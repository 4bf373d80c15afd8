use http::header::{CONTENT_TYPE, HOST};
use http::HeaderName;
use reqsign_core::{Error, Result};

/// Algorithm identifier of Alibaba Cloud's V3 signature.
pub const ACS3_HMAC_SHA256: &str = "ACS3-HMAC-SHA256";

/// SigningScheme carries what differs between sibling HMAC-SHA256 schemes.
///
/// The algorithm identifier is used verbatim both as the first line of the
/// string to sign and as the `Authorization` scheme. The header prefix
/// decides which headers get signed and names the headers the signer sets.
/// Headers outside the prefix can be added to the allow-list; `host` and
/// `content-type` are always on it.
#[derive(Debug, Clone)]
pub struct SigningScheme {
    algorithm: String,
    prefix: String,
    allow_list: Vec<HeaderName>,

    date: HeaderName,
    nonce: HeaderName,
    action: HeaderName,
    version: HeaderName,
    content_sha256: HeaderName,
    security_token: HeaderName,
}

impl Default for SigningScheme {
    fn default() -> Self {
        Self::acs3()
    }
}

impl SigningScheme {
    /// The `ACS3-HMAC-SHA256` scheme with `x-acs-` headers.
    pub fn acs3() -> Self {
        Self {
            algorithm: ACS3_HMAC_SHA256.to_string(),
            prefix: "x-acs-".to_string(),
            allow_list: vec![HOST, CONTENT_TYPE],

            date: HeaderName::from_static("x-acs-date"),
            nonce: HeaderName::from_static("x-acs-signature-nonce"),
            action: HeaderName::from_static("x-acs-action"),
            version: HeaderName::from_static("x-acs-version"),
            content_sha256: HeaderName::from_static("x-acs-content-sha256"),
            security_token: HeaderName::from_static("x-acs-security-token"),
        }
    }

    /// Build a scheme with another algorithm identifier and header prefix.
    ///
    /// The prefix is matched case-insensitively, e.g. `x-acs-`.
    pub fn new(algorithm: &str, header_prefix: &str) -> Result<Self> {
        if algorithm.is_empty() || algorithm.chars().any(|c| c.is_whitespace()) {
            return Err(Error::config_invalid(format!(
                "algorithm identifier '{algorithm}' must be a non-empty token"
            )));
        }
        let prefix = header_prefix.to_ascii_lowercase();
        if prefix.is_empty() {
            return Err(Error::config_invalid("header prefix must not be empty"));
        }

        let header = |suffix: &str| HeaderName::try_from(format!("{prefix}{suffix}"));
        Ok(Self {
            algorithm: algorithm.to_string(),
            allow_list: vec![HOST, CONTENT_TYPE],

            date: header("date")?,
            nonce: header("signature-nonce")?,
            action: header("action")?,
            version: header("version")?,
            content_sha256: header("content-sha256")?,
            security_token: header("security-token")?,
            prefix,
        })
    }

    /// Sign the given header even though it doesn't carry the prefix.
    pub fn with_signed_header(mut self, name: HeaderName) -> Self {
        if !self.allow_list.contains(&name) {
            self.allow_list.push(name);
        }
        self
    }

    /// Algorithm identifier, e.g. `ACS3-HMAC-SHA256`.
    pub fn algorithm(&self) -> &str {
        &self.algorithm
    }

    /// Lowercase header prefix, e.g. `x-acs-`.
    pub fn header_prefix(&self) -> &str {
        &self.prefix
    }

    /// Check if a header takes part in the signature.
    pub fn is_signed_header(&self, name: &HeaderName) -> bool {
        // HeaderName is always lowercase.
        name.as_str().starts_with(&self.prefix) || self.allow_list.contains(name)
    }

    pub(crate) fn date_header(&self) -> &HeaderName {
        &self.date
    }

    pub(crate) fn nonce_header(&self) -> &HeaderName {
        &self.nonce
    }

    pub(crate) fn action_header(&self) -> &HeaderName {
        &self.action
    }

    pub(crate) fn version_header(&self) -> &HeaderName {
        &self.version
    }

    pub(crate) fn content_sha256_header(&self) -> &HeaderName {
        &self.content_sha256
    }

    pub(crate) fn security_token_header(&self) -> &HeaderName {
        &self.security_token
    }
}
* * *
# ASSIGNED TASK
The records above should be repeated word for word.

# RESULT FOR THIS EXERCISE
repository 4bf373d80c15afd8
use http::header::{CONTENT_TYPE, HOST};
use http::HeaderName;
use reqsign_core::{Error, Result};

/// Algorithm identifier of Alibaba Cloud's V3 signature.
pub const ACS3_HMAC_SHA256: &str = "ACS3-HMAC-SHA256";

/// SigningScheme carries what differs between sibling HMAC-SHA256 schemes.
///
/// The algorithm identifier is used verbatim both as the first line of the
/// string to sign and as the `Authorization` scheme. The header prefix
/// decides which headers get signed and names the headers the signer sets.
/// Headers outside the prefix can be added to the allow-list; `host` and
/// `content-type` are always on it.
#[derive(Debug, Clone)]
pub struct SigningScheme {
    algorithm: String,
    prefix: String,
    allow_list: Vec<HeaderName>,

    date: HeaderName,
    nonce: HeaderName,
    action: HeaderName,
    version: HeaderName,
    content_sha256: HeaderName,
    security_token: HeaderName,
}

impl Default for SigningScheme {
    fn default() -> Self {
        Self::acs3()
    }
}

impl SigningScheme {
    /// The `ACS3-HMAC-SHA256` scheme with `x-acs-` headers.
    pub fn acs3() -> Self {
        Self {
            algorithm: ACS3_HMAC_SHA256.to_string(),
            prefix: "x-acs-".to_string(),
            allow_list: vec![HOST, CONTENT_TYPE],

            date: HeaderName::from_static("x-acs-date"),
            nonce: HeaderName::from_static("x-acs-signature-nonce"),
            action: HeaderName::from_static("x-acs-action"),
            version: HeaderName::from_static("x-acs-version"),
            content_sha256: HeaderName::from_static("x-acs-content-sha256"),
            security_token: HeaderName::from_static("x-acs-security-token"),
        }
    }

    /// Build a scheme with another algorithm identifier and header prefix.
    ///
    /// The prefix is matched case-insensitively, e.g. `x-acs-`.
    pub fn new(algorithm: &str, header_prefix: &str) -> Result<Self> {
        if algorithm.is_empty() || algorithm.chars().any(|c| c.is_whitespace()) {
            return Err(Error::config_invalid(format!(
                "algorithm identifier '{algorithm}' must be a non-empty token"
            )));
        }
        let prefix = header_prefix.to_ascii_lowercase();
        if prefix.is_empty() {
            return Err(Error::config_invalid("header prefix must not be empty"));
        }

        let header = |suffix: &str| HeaderName::try_from(format!("{prefix}{suffix}"));
        Ok(Self {
            algorithm: algorithm.to_string(),
            allow_list: vec![HOST, CONTENT_TYPE],

            date: header("date")?,
            nonce: header("signature-nonce")?,
            action: header("action")?,
            version: header("version")?,
            content_sha256: header("content-sha256")?,
            security_token: header("security-token")?,
            prefix,
        })
    }

    /// Sign the given header even though it doesn't carry the prefix.
    pub fn with_signed_header(mut self, name: HeaderName) -> Self {
        if !self.allow_list.contains(&name) {
            self.allow_list.push(name);
        }
        self
    }

    /// Algorithm identifier, e.g. `ACS3-HMAC-SHA256`.
    pub fn algorithm(&self) -> &str {
        &self.algorithm
    }

    /// Lowercase header prefix, e.g. `x-acs-`.
    pub fn header_prefix(&self) -> &str {
        &self.prefix
    }

    /// Check if a header takes part in the signature.
    pub fn is_signed_header(&self, name: &HeaderName) -> bool {
        // HeaderName is always lowercase.
        name.as_str().starts_with(&self.prefix) || self.allow_list.contains(name)
    }

    pub(crate) fn date_header(&self) -> &HeaderName {
        &self.date
    }

    pub(crate) fn nonce_header(&self) -> &HeaderName {
        &self.nonce
    }

    pub(crate) fn action_header(&self) -> &HeaderName {
        &self.action
    }

    pub(crate) fn version_header(&self) -> &HeaderName {
        &self.version
    }

    pub(crate) fn content_sha256_header(&self) -> &HeaderName {
        &self.content_sha256
    }

    pub(crate) fn security_token_header(&self) -> &HeaderName {
        &self.security_token
    }
}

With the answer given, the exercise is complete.